Özgüven, bireyin kendi isteklerini yerine getirme amacıyla başka bireylerin kişilik haklarına zarar vermeye yol açmaz. Bu anlamda benmerkezcilikten ayrılır. Narsisistik özelliklere sahip bireyler benmerkezci düşünür. Girdiği ortamlarda ilgi odağı olmak isterler, bunu sağlayabilmek için başarılarını sıkça dile getirebilirler. Narsisistik kişilik bozukluğuna sahip bireylerde ise abartılı bir öz önem duygusu hakimdir. Bireyler genel olarak etraflarındaki kişiler tarafından hayranlık görme arzusuna sahip olur. Bu kişiler başkalarına karşı kıskançlık duygusu beslese de başkaları tarafından kıskanıldıklarına inanırlar. Ayrıca kendini beğenmiş veya gösterişçi olarak karşımıza çıkan bu bireylerin son derece kibirli olduklarını söylemek mümkün. Narsisistik kişilik bozukluğuna sahip bireyler empati kurma sorunu yaşadıklarından kendi duyguları için başkalarının haklarını sömürmeye yönelik davranışlarda bulunabilir.

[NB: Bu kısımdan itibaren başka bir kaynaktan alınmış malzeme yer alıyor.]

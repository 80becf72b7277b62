// Copyright (c) 2025 Geoffrey Huntley <ghuntley@ghuntley.com>. All rights reserved.
// SPDX-License-Identifier: Proprietary

//! `loom-cohorts`: inspect and drive the persisted cohort and event-queue
//! state of one app.

use std::path::{Path, PathBuf};
use std::sync::Arc;
use std::time::Duration;

use anyhow::{bail, Context, Result};
use clap::{Parser, Subcommand};
use loom_cohorts::{CohortEngine, CohortsClient, CohortsConfig, CohortsConfigLayer, QueuedEvent};
use loom_cohorts_core::{CohortCriteria, EventProperties, InMemoryEventHistory, PropertyValue, SignalSnapshot};
use serde::Serialize;
use tracing::{debug, info};
use tracing_subscriber::layer::SubscriberExt;
use tracing_subscriber::util::SubscriberInitExt;
use tracing_subscriber::{fmt, EnvFilter};

#[derive(Parser, Debug)]
#[command(name = "loom-cohorts", version, about, long_about = None)]
struct Args {
	/// Config file (defaults to the user config directory)
	#[arg(short, long)]
	config: Option<PathBuf>,

	/// Backend base URL
	#[arg(long)]
	base_url: Option<String>,

	/// App key used for namespacing and authentication
	#[arg(long)]
	app_key: Option<String>,

	/// Directory holding persisted state
	#[arg(long)]
	storage_dir: Option<PathBuf>,

	/// Enable debug logging
	#[arg(short, long)]
	verbose: bool,

	/// Emit logs as JSON
	#[arg(long)]
	json_logs: bool,

	#[command(subcommand)]
	command: Command,
}

#[derive(Subcommand, Debug)]
enum Command {
	/// Show the cached rule set
	Rules {
		/// Fetch from the server even if the cache is fresh
		#[arg(long)]
		refresh: bool,
	},

	/// Compute the ranked cohort list
	Evaluate {
		/// Signal snapshot JSON to evaluate instead of the stored signals
		#[arg(long)]
		signals: Option<PathBuf>,

		/// Event history JSON (array of {name, properties, occurred_at})
		#[arg(long)]
		history: Option<PathBuf>,
	},

	/// Manage app-defined cohorts
	Custom {
		#[command(subcommand)]
		command: CustomCommand,
	},

	/// Show event queue statistics
	QueueStats,

	/// Queue an analytics event
	Enqueue {
		name: String,

		/// Event id (generated when omitted)
		#[arg(long)]
		id: Option<String>,

		/// Event property, repeatable
		#[arg(long = "property", short = 'p', value_name = "KEY=VALUE", value_parser = parse_property)]
		properties: Vec<(String, PropertyValue)>,
	},

	/// Deliver pending events now
	Flush {
		/// Seconds to wait for connectivity before giving up
		#[arg(long, default_value = "10")]
		wait_secs: u64,
	},

	/// Drop every pending event
	ClearQueue,
}

#[derive(Subcommand, Debug)]
enum CustomCommand {
	/// List registered cohort ids
	List,

	/// Register criteria from a JSON file (one object or an array)
	Register { file: PathBuf },

	/// Remove a registered cohort
	Unregister { id: String },
}

#[tokio::main]
async fn main() -> Result<()> {
	let args = Args::parse();
	init_tracing(args.verbose, args.json_logs);

	let overrides = CohortsConfigLayer {
		base_url: args.base_url.clone(),
		app_key: args.app_key.clone(),
		storage_dir: args.storage_dir.clone(),
		..Default::default()
	};
	let config =
		CohortsConfig::load(args.config.as_deref(), overrides).context("Failed to load configuration")?;
	debug!(config = ?config, "configuration loaded");

	let client = CohortsClient::from_config(config).context("Failed to initialize cohorts client")?;
	run(&client, args.command).await
}

async fn run(client: &CohortsClient, command: Command) -> Result<()> {
	match command {
		Command::Rules { refresh } => {
			let app_key = client.engine().app_key();
			let rules = client.engine().rules();
			if refresh {
				rules.invalidate(app_key).await;
			}
			let rule_set = if refresh || !rules.is_fresh(app_key).await {
				Some(rules.load(app_key).await?)
			} else {
				rules.current(app_key).await
			};
			match rule_set {
				Some(rule_set) => print_json(&rule_set)?,
				None => println!("no cached rule set"),
			}
		}

		Command::Evaluate { signals, history } => {
			let history: InMemoryEventHistory = match history {
				Some(path) => read_json(&path)?,
				None => InMemoryEventHistory::new(),
			};
			let cohorts = match signals {
				Some(path) => {
					let snapshot: SignalSnapshot = read_json(&path)?;
					let engine = CohortEngine::new(
						client.config().app_key.clone(),
						client.config().engine.clone(),
						Arc::new(snapshot),
						client.engine().rules().clone(),
						client.engine().registry().clone(),
					);
					engine.cohorts(&history).await
				}
				None => client.cohorts(&history).await,
			};
			print_json(&cohorts)?;
		}

		Command::Custom { command } => run_custom(client, command).await?,

		Command::QueueStats => print_json(&client.queue().stats().await)?,

		Command::Enqueue { name, id, properties } => {
			let mut event = QueuedEvent::new(name);
			if let Some(id) = id {
				event = event.with_id(id);
			}
			if !properties.is_empty() {
				event = event.with_properties(properties.into_iter().collect::<EventProperties>());
			}
			let event_id = event.id.clone();
			if client.track_event(event).await? {
				println!("{event_id}");
			} else {
				println!("{event_id} already queued");
			}
		}

		Command::Flush { wait_secs } => {
			let connectivity = client.connectivity();
			connectivity.start().await;
			let connected = connectivity.wait_for_connection(Duration::from_secs(wait_secs)).await;
			connectivity.stop().await;
			if !connected {
				bail!("no connectivity after {wait_secs}s; events remain queued");
			}
			let outcome = client.queue().flush().await;
			info!(sent = outcome.sent, failed = outcome.failed, "flush finished");
			print_json(&outcome)?;
		}

		Command::ClearQueue => {
			client.queue().clear().await;
		}
	}

	client.queue().stop().await;
	Ok(())
}

async fn run_custom(client: &CohortsClient, command: CustomCommand) -> Result<()> {
	let engine = client.engine();
	match command {
		CustomCommand::List => print_json(&engine.registry().list().await)?,
		CustomCommand::Register { file } => {
			let value: serde_json::Value = read_json(&file)?;
			let list: Vec<CohortCriteria> = if value.is_array() {
				serde_json::from_value(value)?
			} else {
				vec![serde_json::from_value(value)?]
			};
			let count = list.len();
			engine.registry().register_many(list).await?;
			println!("registered {count} cohort(s)");
		}
		CustomCommand::Unregister { id } => {
			if !engine.unregister_custom(&id).await {
				bail!("cohort '{id}' is not registered");
			}
			println!("unregistered {id}");
		}
	}
	Ok(())
}

/// Parses `key=value`, inferring bool, integer, then float, else string.
fn parse_property(raw: &str) -> Result<(String, PropertyValue), String> {
	let (key, value) = raw
		.split_once('=')
		.ok_or_else(|| format!("expected KEY=VALUE, got '{raw}'"))?;
	let key = key.trim();
	if key.is_empty() {
		return Err(format!("empty property name in '{raw}'"));
	}

	let value = value.trim();
	let value = if let Ok(b) = value.parse::<bool>() {
		PropertyValue::Bool(b)
	} else if let Ok(i) = value.parse::<i64>() {
		PropertyValue::Int(i)
	} else if let Ok(f) = value.parse::<f64>() {
		PropertyValue::Double(f)
	} else {
		PropertyValue::String(value.to_string())
	};
	Ok((key.to_string(), value))
}

fn read_json<T: serde::de::DeserializeOwned>(path: &Path) -> Result<T> {
	let content =
		std::fs::read_to_string(path).with_context(|| format!("Failed to read {}", path.display()))?;
	serde_json::from_str(&content).with_context(|| format!("Failed to parse {}", path.display()))
}

fn print_json<T: Serialize + ?Sized>(value: &T) -> Result<()> {
	println!("{}", serde_json::to_string_pretty(value)?);
	Ok(())
}

fn init_tracing(verbose: bool, json: bool) {
	let default_level = if verbose { "debug" } else { "info" };
	let filter = EnvFilter::try_from_default_env().unwrap_or_else(|_| {
		EnvFilter::new(format!(
			"loom_cohorts={default_level},loom_cli_cohorts={default_level},warn"
		))
	});

	if json {
		tracing_subscriber::registry()
			.with(filter)
			.with(fmt::layer().json().with_writer(std::io::stderr))
			.init();
	} else {
		tracing_subscriber::registry()
			.with(filter)
			.with(fmt::layer().with_writer(std::io::stderr))
			.init();
	}
}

Narsisistik Ebeveynler ve Çocuklarıyla İletişimleri
Duygusal ihmale en çok neden olan etkenlerden biri narsisistik ebeveynlerdir. Narsisistik ebeveynler çocuklarına dahi duygu veremez, onlarla empati kuramazlar. Çocuklarını kendilerinin bir uzantısı olarak görürler. Çocuklarını, kendileri için özgüven kaynağı olarak görür; statü sahibi, hatta kusursuz olmaları gerektiğine inanırlar. Bunun sonucu olarak çocuklar, başkalarının dikkatini çekebilmek ve ebeveynlerini onurlandırabilmek için bir araç haline gelir. Narsisist ebeveynlere sahip çocuklar bir başarısızlığa uğradıklarında ebeveynlerin gözünde değersizleşir. Kendi hayatları ve ebeveynlerinin kendileri için tasarladıkları hayatların arasına sıkışıp kalırlar. Ancak hayatlarının istikrarlı olabilmesi için ebeveynlerinin gündemine bağlı hareket etmeye maruz kalabilirler. Bu durum, sıkışıp kaldıkları iki hayat seçeneği arasından kendi yollarını seçmek yerine, ebeveynleriyle istikrarlı ve yakın iletişim kurabilmek için istemedikleri hayatı seçmelerine sebep olabilir.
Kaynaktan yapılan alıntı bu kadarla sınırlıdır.